14Entre croire et critiquer, l’abandon de la neurotica amène Freud au plus près du péril contenu dans l’acte théorique qui, d’être de toute nécessité imaginaire [11], se redouble dans le risque d’un ajustement trop heureux entre un objet imaginaire et le modèle qui permet d’en rendre compte. Or, avec le réexamen des attentes, le changement de camp de l’invention impose le changement de sol de la vérité. L’invention du fantasme suppose non seulement que perception et compréhension abandonnent l’espoir d’exhumer l’objet enseveli et de combler ainsi la lacune, mais que soit radicalement modifiée la notion même de reste. Chaque présentation objective décrit ce temps essentiel du recentrement de la vie psychique sur le concept de travail. Mais, du point de vue de la présentation subjective, c’est un Freud solitaire qui abandonne la certitude en principe garantie par les faits, qui fait violence à son sens critique en affrontant la question de sa propre croyance, et qui déboute la référence au monde d’une position légitimée depuis fort longtemps par le consensus rationnel.

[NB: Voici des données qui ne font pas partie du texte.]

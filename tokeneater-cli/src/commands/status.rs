//! Status command - show the last synced usage without fetching.

use anyhow::Result;
use chrono::Utc;
use tokeneater_store::SettingsStore;
use tokeneater_sync::EntryProvider;
use tracing::debug;

use super::open_shared;
use crate::output::{JsonFormatter, TextFormatter};
use crate::{Cli, OutputFormat};

/// Runs the status command.
pub async fn run(cli: &Cli) -> Result<()> {
    let shared = open_shared().await?;
    let settings = SettingsStore::load_default().await.get().await;
    let provider = EntryProvider::from_settings(shared, &settings);

    let entry = provider.latest(Utc::now()).await;
    debug!(stale = entry.is_stale, error = ?entry.error, "Display entry loaded");

    match cli.format {
        OutputFormat::Text => {
            println!("{}", TextFormatter::new(!cli.no_color).format_entry(&entry));
        }
        OutputFormat::Json => {
            println!("{}", JsonFormatter::new(cli.pretty).format_entry(&entry)?);
        }
    }

    Ok(())
}
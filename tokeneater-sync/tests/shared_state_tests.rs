//! Integration tests for cross-process visibility of the shared document.

use std::sync::Arc;
use std::sync::atomic::{AtomicBool, Ordering};

use chrono::Utc;
use tempfile::TempDir;
use tokeneater_core::{BucketKind, CachedState, Credential, UsageBucket, UsageSnapshot};
use tokeneater_store::{FileSharedStateStore, SharedData, SharedStateStore};
use tokeneater_sync::{EntryProvider, NOT_CONFIGURED};

/// A snapshot whose buckets all carry the same value, so a mix of two writes
/// would be visible.
fn uniform(value: f64) -> CachedState {
    let mut snapshot = UsageSnapshot::new();
    for kind in BucketKind::ALL {
        snapshot.set_bucket(kind, Some(UsageBucket::new(value)));
    }
    CachedState::new(snapshot, Utc::now())
}

#[tokio::test(flavor = "multi_thread", worker_threads = 4)]
async fn test_concurrent_reader_never_sees_torn_document() {
    let dir = TempDir::new().unwrap();
    let shared_dir = dir.path().join("shared");
    let writer = Arc::new(FileSharedStateStore::open(&shared_dir, None).await.unwrap());
    writer.write_snapshot(&uniform(0.0)).await.unwrap();

    let done = Arc::new(AtomicBool::new(false));
    let reader = {
        let path = writer.path().to_path_buf();
        let done = Arc::clone(&done);
        tokio::spawn(async move {
            let mut reads = 0usize;
            while !done.load(Ordering::SeqCst) {
                let bytes = tokio::fs::read(&path).await.unwrap();
                let value: serde_json::Value =
                    serde_json::from_slice(&bytes).expect("document must always parse");
                let data = SharedData::from_value(value);
                let snapshot = data.cached_usage.expect("snapshot present").snapshot;

                let first = snapshot.five_hour.as_ref().unwrap().utilization;
                for kind in BucketKind::ALL {
                    assert_eq!(snapshot.bucket(kind).unwrap().utilization, first);
                }
                reads += 1;
            }
            reads
        })
    };

    for i in 1..=100 {
        writer.write_snapshot(&uniform(f64::from(i % 100))).await.unwrap();
    }
    done.store(true, Ordering::SeqCst);

    assert!(reader.await.unwrap() > 0);
}

#[tokio::test]
async fn test_second_process_reads_what_owner_wrote() {
    let dir = TempDir::new().unwrap();
    let shared_dir = dir.path().join("shared");

    let owner = FileSharedStateStore::open(&shared_dir, None).await.unwrap();
    let reader: Arc<dyn SharedStateStore> =
        Arc::new(FileSharedStateStore::open(&shared_dir, None).await.unwrap());
    let provider = EntryProvider::new(reader);

    assert_eq!(
        provider.latest(Utc::now()).await.error.as_deref(),
        Some(NOT_CONFIGURED)
    );

    owner
        .write_credential(Some(&Credential::token("t")))
        .await
        .unwrap();
    owner.write_snapshot(&uniform(25.0)).await.unwrap();

    let entry = provider.latest(Utc::now()).await;
    assert!(entry.error.is_none());
    assert!(!entry.is_stale);
    assert_eq!(
        entry.snapshot.unwrap().seven_day.unwrap().utilization,
        25.0
    );
}

#[tokio::test]
async fn test_legacy_document_is_migrated_on_open() {
    let dir = TempDir::new().unwrap();
    let legacy = dir.path().join("com.claudeusagewidget.shared");
    let current = dir.path().join("com.tokeneater.shared");
    std::fs::create_dir_all(&legacy).unwrap();
    std::fs::write(legacy.join("shared.json"), r#"{"oauthToken": "old-token"}"#).unwrap();

    let store = FileSharedStateStore::open(&current, Some(&legacy))
        .await
        .unwrap();

    assert_eq!(
        store.read_credential().await,
        Some(Credential::token("old-token"))
    );
    assert!(!legacy.exists());

    // Reopening is a no-op.
    let again = FileSharedStateStore::open(&current, Some(&legacy))
        .await
        .unwrap();
    assert!(again.is_configured().await);
}
//! Store error types.

use thiserror::Error;

/// Errors that can occur in the store.
#[derive(Debug, Error)]
pub enum StoreError {
    /// IO error.
    #[error("IO error: {0}")]
    Io(#[from] std::io::Error),

    /// Serialization error.
    #[error("Serialization error: {0}")]
    Serialization(#[from] serde_json::Error),

    /// Configuration error.
    #[error("Configuration error: {0}")]
    Config(String),

    /// Legacy data could not be moved forward.
    #[error("Migration failed: {0}")]
    Migration(String),
}

impl StoreError {
    /// Returns true if this is a transient error that might succeed on retry.
    pub fn is_transient(&self) -> bool {
        matches!(self, StoreError::Io(_) | StoreError::Migration(_))
    }
}

impl From<tokeneater_core::CoreError> for StoreError {
    fn from(err: tokeneater_core::CoreError) -> Self {
        match err {
            tokeneater_core::CoreError::Serialization(e) => StoreError::Serialization(e),
            other => StoreError::Config(other.to_string()),
        }
    }
}
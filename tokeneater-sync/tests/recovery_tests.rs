//! Integration tests for the credential recovery protocol.

use std::sync::Arc;
use std::time::Duration;

use tempfile::TempDir;
use tokeneater_core::{BucketKind, Credential, ProxyConfig, UsageBucket, UsageSnapshot};
use tokeneater_fetch::{MemoryCredentialSource, ScriptedResponse, ScriptedUsageClient};
use tokeneater_store::{FileSharedStateStore, SettingsStore, SharedStateStore};
use tokeneater_sync::{ErrorState, SyncEngine, SyncError};
use tokio_util::sync::CancellationToken;

struct Harness {
    _dir: TempDir,
    source: Arc<MemoryCredentialSource>,
    client: Arc<ScriptedUsageClient>,
    shared: Arc<FileSharedStateStore>,
    engine: Arc<SyncEngine>,
}

async fn harness(client: ScriptedUsageClient) -> Harness {
    let dir = TempDir::new().unwrap();
    let source = Arc::new(MemoryCredentialSource::new());
    let client = Arc::new(client);
    let shared = Arc::new(
        FileSharedStateStore::open(&dir.path().join("shared"), None)
            .await
            .unwrap(),
    );
    let engine = SyncEngine::builder(source.clone(), client.clone(), shared.clone())
        .settings(SettingsStore::new(dir.path().join("settings.json")))
        .without_model_stats()
        .build();
    Harness {
        _dir: dir,
        source,
        client,
        shared,
        engine: Arc::new(engine),
    }
}

fn usage(pct: f64) -> ScriptedResponse {
    ScriptedResponse::Snapshot(
        UsageSnapshot::new().with_bucket(BucketKind::FiveHour, UsageBucket::new(pct)),
    )
}

// ============================================================================
// Bounded Retry
// ============================================================================

#[tokio::test]
async fn test_dead_credential_is_sent_once() {
    let h = harness(ScriptedUsageClient::new()).await;
    let a = Credential::token("a");
    h.source.set(Some(a.clone()));
    h.client.respond(&a, ScriptedResponse::AuthFailure(401));

    assert_eq!(h.engine.refresh().await, Err(SyncError::AuthFailure));
    assert_eq!(h.client.calls(), 1);

    assert_eq!(h.engine.refresh().await, Err(SyncError::AuthFailure));
    assert_eq!(h.engine.refresh().await, Err(SyncError::AuthFailure));
    assert_eq!(h.client.calls(), 1);
    assert_eq!(h.engine.error_state(), ErrorState::TokenExpired);
}

#[tokio::test]
async fn test_rotated_credential_is_adopted_and_retried_once() {
    let h = harness(ScriptedUsageClient::new()).await;
    let a = Credential::token("a");
    let b = Credential::token("b");
    h.source.set(Some(a.clone()));
    h.client.respond(&a, ScriptedResponse::AuthFailure(401));
    h.client.respond(&b, usage(33.0));

    assert_eq!(h.engine.refresh().await, Err(SyncError::AuthFailure));

    h.source.set(Some(b.clone()));
    let state = h.engine.refresh().await.unwrap();

    assert_eq!(h.client.calls_for(&a), 1);
    assert_eq!(h.client.calls_for(&b), 1);
    assert_eq!(state.snapshot.five_hour.unwrap().utilization, 33.0);
    assert_eq!(h.shared.read_credential().await, Some(b));
    assert!(h.shared.read().await.is_some());
    assert!(h.engine.error_state().is_none());
}

#[tokio::test]
async fn test_rotation_during_recovery_retries_in_same_cycle() {
    let h = harness(ScriptedUsageClient::new()).await;
    let a = Credential::token("a");
    let b = Credential::token("b");
    h.shared.write_credential(Some(&a)).await.unwrap();
    h.source.set(Some(b.clone()));
    h.client.respond(&a, ScriptedResponse::AuthFailure(403));
    h.client.respond(&b, usage(5.0));

    h.engine.refresh().await.unwrap();

    assert_eq!(h.client.calls(), 2);
    assert_eq!(h.shared.read_credential().await, Some(b));
}

#[tokio::test]
async fn test_failed_retry_does_not_loop() {
    let h = harness(ScriptedUsageClient::new()).await;
    let a = Credential::token("a");
    let b = Credential::token("b");
    h.shared.write_credential(Some(&a)).await.unwrap();
    h.source.set(Some(b.clone()));

    assert_eq!(h.engine.refresh().await, Err(SyncError::AuthFailure));
    assert_eq!(h.client.calls(), 2);

    assert_eq!(h.engine.refresh().await, Err(SyncError::AuthFailure));
    assert_eq!(h.client.calls(), 2);
}

// ============================================================================
// Vault Locked
// ============================================================================

#[tokio::test]
async fn test_locked_vault_during_recovery_is_not_sticky() {
    let h = harness(ScriptedUsageClient::new()).await;
    let a = Credential::token("a");
    h.shared.write_credential(Some(&a)).await.unwrap();
    h.source.set_locked(true);
    h.client.respond(&a, ScriptedResponse::AuthFailure(401));

    assert_eq!(h.engine.refresh().await, Err(SyncError::VaultLocked));
    assert_eq!(h.engine.error_state(), ErrorState::VaultLocked);

    // Nothing was marked dead, so the next tick tries the network again.
    assert_eq!(h.engine.refresh().await, Err(SyncError::VaultLocked));
    assert_eq!(h.client.calls(), 2);

    h.source.set_locked(false);
    h.source.set(Some(Credential::token("b")));
    h.client.respond(&Credential::token("b"), usage(1.0));
    assert!(h.engine.refresh().await.is_ok());
}

// ============================================================================
// Transient Failures
// ============================================================================

#[tokio::test]
async fn test_transient_errors_keep_cache_and_credential() {
    let h = harness(ScriptedUsageClient::new()).await;
    let a = Credential::token("a");
    h.source.set(Some(a.clone()));
    h.client.respond(&a, usage(20.0));
    let first = h.engine.refresh().await.unwrap();

    h.client.respond(&a, ScriptedResponse::Http(503));
    let err = h.engine.refresh().await.unwrap_err();
    assert_eq!(err, SyncError::Http(503));
    assert!(err.is_transient());

    h.client.respond(&a, ScriptedResponse::Malformed);
    assert!(matches!(
        h.engine.refresh().await,
        Err(SyncError::MalformedResponse(_))
    ));

    assert_eq!(h.shared.read().await, Some(first));
    assert_eq!(h.shared.read_credential().await, Some(a.clone()));
    assert_eq!(h.source.silent_reads(), 1);

    h.client.respond(&a, usage(21.0));
    assert!(h.engine.refresh().await.is_ok());
}

#[tokio::test]
async fn test_reload_config_clears_sticky_failure() {
    let h = harness(ScriptedUsageClient::new()).await;
    let a = Credential::token("a");
    h.source.set(Some(a.clone()));
    h.client.respond(&a, ScriptedResponse::AuthFailure(401));
    assert_eq!(h.engine.refresh().await, Err(SyncError::AuthFailure));

    // The server starts accepting the same token again.
    h.client.respond(&a, usage(50.0));
    assert_eq!(h.engine.refresh().await, Err(SyncError::AuthFailure));
    assert!(h.engine.reload_config().await.is_ok());
    assert_eq!(h.client.calls_for(&a), 2);
}

#[tokio::test]
async fn test_proxy_settings_reach_the_client() {
    let h = harness(ScriptedUsageClient::new()).await;
    let a = Credential::token("a");
    h.source.set(Some(a.clone()));
    h.client.respond(&a, usage(1.0));

    h.engine.refresh().await.unwrap();
    h.engine
        .settings()
        .set_proxy(ProxyConfig::socks5("10.1.1.1", 1080))
        .await
        .unwrap();
    h.engine.refresh().await.unwrap();

    let proxies = h.client.proxies();
    assert_eq!(proxies[0], None);
    assert_eq!(proxies[1], Some(ProxyConfig::socks5("10.1.1.1", 1080)));
}

// ============================================================================
// Cancellation and Sign Out
// ============================================================================

#[tokio::test]
async fn test_cancelled_refresh_applies_nothing() {
    let h = harness(ScriptedUsageClient::new().with_delay(Duration::from_millis(200))).await;
    let a = Credential::token("a");
    h.shared.write_credential(Some(&a)).await.unwrap();
    h.client.respond(&a, usage(10.0));

    let cancel = CancellationToken::new();
    let task = tokio::spawn({
        let engine = Arc::clone(&h.engine);
        let cancel = cancel.clone();
        async move { engine.refresh_with(&cancel).await }
    });

    tokio::time::sleep(Duration::from_millis(50)).await;
    cancel.cancel();

    assert_eq!(task.await.unwrap(), Err(SyncError::Cancelled));
    assert_eq!(h.client.calls(), 1);
    assert!(h.shared.read().await.is_none());
}

#[tokio::test]
async fn test_sign_out_clears_everything() {
    let h = harness(ScriptedUsageClient::new()).await;
    let a = Credential::token("a");
    h.source.set(Some(a.clone()));
    h.client.respond(&a, usage(10.0));
    h.engine.refresh().await.unwrap();

    h.engine.sign_out().await.unwrap();

    assert!(h.shared.read().await.is_none());
    assert!(h.shared.read_credential().await.is_none());
    assert!(h.engine.error_state().is_none());
}

#[tokio::test]
async fn test_connect_interactive_and_check() {
    let h = harness(ScriptedUsageClient::new()).await;
    let a = Credential::token("a");
    h.client.respond(&a, usage(42.0));

    assert_eq!(
        h.engine.connect_interactive().await.unwrap_err(),
        SyncError::NoCredential
    );

    h.source.set(Some(a.clone()));
    let result = h.engine.connect_interactive().await.unwrap();
    assert!(result.success);
    assert!(result.message.contains("42%"));
    assert_eq!(h.source.interactive_reads(), 2);
    assert_eq!(h.shared.read_credential().await, Some(a));

    assert!(h.engine.test_connection().await.unwrap().success);
}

15Il en résultera la troublante parenté entre la théorie et le délire dont Freud fera la matière d’un de ses derniers textes, convoquant et interrogeant l’analogie entre les délires des malades et les constructions que nous bâtissons [12]. Mais auparavant, en 1909, ce trouble est déjà évoqué, fortement, avec les accents de l’aveu personnel : « Ce fut comme l’accomplissement d’un rêve diurne invraisemblable lorsque je montai à la chaire de Worcester afin d’y donner les “Cinq leçons sur la psychanalyse”. La psychanalyse n’était donc plus une formation délirante, elle était devenue une part précieuse de la réalité » [13]. Entre perdre le sol de la réalité et le retrouver, il y a, objectivement, l’écart d’une révolution scientifique et, subjectivement, le chemin parcouru par une pensée solitairement « divergente » jusqu’à la refondation d’une nouvelle « convergence » de la communauté.

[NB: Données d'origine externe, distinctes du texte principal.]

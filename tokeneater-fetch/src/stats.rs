//! Per-model token totals from the Claude CLI's `~/.claude.json`.

use std::collections::HashMap;
use std::path::PathBuf;

use serde_json::Value;
use tokeneater_core::{ModelTokenStats, short_model_name};
use tracing::{debug, warn};

const TOKEN_FIELDS: [&str; 4] = [
    "inputTokens",
    "outputTokens",
    "cacheReadInputTokens",
    "cacheCreationInputTokens",
];

/// Reads `projects.*.lastModelUsage` and totals tokens per model.
#[derive(Debug, Clone)]
pub struct ModelStatsReader {
    path: Option<PathBuf>,
}

impl Default for ModelStatsReader {
    fn default() -> Self {
        Self::new()
    }
}

impl ModelStatsReader {
    /// Reads from `~/.claude.json`.
    pub fn new() -> Self {
        Self {
            path: dirs::home_dir().map(|h| h.join(".claude.json")),
        }
    }

    /// Reads from a specific file.
    pub fn with_path(path: impl Into<PathBuf>) -> Self {
        Self {
            path: Some(path.into()),
        }
    }

    /// Returns totals sorted by descending token count.
    ///
    /// Any read or parse failure yields an empty list.
    pub async fn read(&self) -> Vec<ModelTokenStats> {
        let Some(path) = &self.path else {
            return Vec::new();
        };

        let content = match tokio::fs::read(path).await {
            Ok(content) => content,
            Err(e) if e.kind() == std::io::ErrorKind::NotFound => return Vec::new(),
            Err(e) => {
                warn!(path = %path.display(), error = %e, "Failed to read model stats");
                return Vec::new();
            }
        };

        match serde_json::from_slice::<Value>(&content) {
            Ok(json) => {
                let stats = totals(&json);
                debug!(models = stats.len(), "Model stats read");
                stats
            }
            Err(e) => {
                warn!(path = %path.display(), error = %e, "Model stats file is not valid JSON");
                Vec::new()
            }
        }
    }
}

fn totals(json: &Value) -> Vec<ModelTokenStats> {
    let Some(projects) = json.get("projects").and_then(Value::as_object) else {
        return Vec::new();
    };

    let mut totals: HashMap<String, u64> = HashMap::new();
    let usages = projects
        .values()
        .filter_map(|project| project.get("lastModelUsage")?.as_object());

    for model_usage in usages {
        for (model_id, usage) in model_usage {
            let tokens: u64 = TOKEN_FIELDS
                .iter()
                .filter_map(|field| usage.get(*field)?.as_u64())
                .sum();
            *totals.entry(short_model_name(model_id)).or_default() += tokens;
        }
    }

    let mut stats: Vec<ModelTokenStats> = totals
        .into_iter()
        .filter(|(_, tokens)| *tokens > 0)
        .map(|(name, tokens)| ModelTokenStats::new(name, tokens))
        .collect();
    stats.sort_by(|a, b| {
        b.total_tokens
            .cmp(&a.total_tokens)
            .then_with(|| a.model_name.cmp(&b.model_name))
    });
    stats
}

16Est-ce ce séisme qui guide Freud dans la discussion des Conférences d’introduction à la psychanalyse ? En 1917, aux prises avec le problème de la conviction et de la démonstration en psychanalyse, il n’évite aucun des aspects du doute. Procéder par inférences, souligne-t-il, et travailler sur de menus indices comme nous le faisons se rapproche dangereusement de la paranoïa combinatoire [14]. Et nous ne pouvons compter ni sur l’adhésion à notre propre construction ni sur le gain narcissique qui en résulte pour débouter la menace délirante : « Ces malades aiment leur délire comme ils s’aiment eux-mêmes », écrivait-il dès 1895 [15]. Ce qui caractérise la conviction délirante est précisément l’énergie qui soutient l’adhésion au contenu cru, une énergie fournie à la croyance par la puissance libidinale du fragment de vérité psychique engagé dans la construction. Traiter des signes de faible intensité comme des manifestations chargées d’une forte signification, passer de l’indice considéré comme un signe à l’indice ayant valeur de preuve, ne protège donc en rien l’activité analytique du risque d’avoir, au moyen de la projection, introduit des éléments refoulés dans la réalité extérieure et sa description. Cela indique seulement comment le délire emporte la conviction par le fait de la toute-puissance de la pensée et comment le leurre animiste est encouru chaque fois que nous bâtissons le monde. Lorsque Freud, au plus vif de l’auto-analyse, en appelle à « la force de preuve de ces coïncidences concordantes » [16], une telle concordance ne peut donc à elle seule conférer à l’interprétation force de légitimité. La force peut aussi bien être, ici comme ailleurs, celle qui transporte la pensée lorsque, nommant les choses, elle croit avoir maîtrisé leur force d’action. Ce péril animiste, Freud n’hésite pas à le présenter comme au centre de l’élaboration du concept d’inconscient : on sait dans quel débat sur l’inférence et ses doubles fonds Freud est finalement amené à enraciner l’hypothèse de l’inconscient au plus profond du fonctionnement primitif de la pensée [17]. Et l’on sait aussi comment il en appelle à la scientificité pour faire face au danger d’une telle position. Mais nous retournons là dans le champ de la part objective de la découverte psychanalytique. S’agissant du « Je ne crois plus à ma neurotica », je voudrais rester, cette fois, arrimée à la croyance.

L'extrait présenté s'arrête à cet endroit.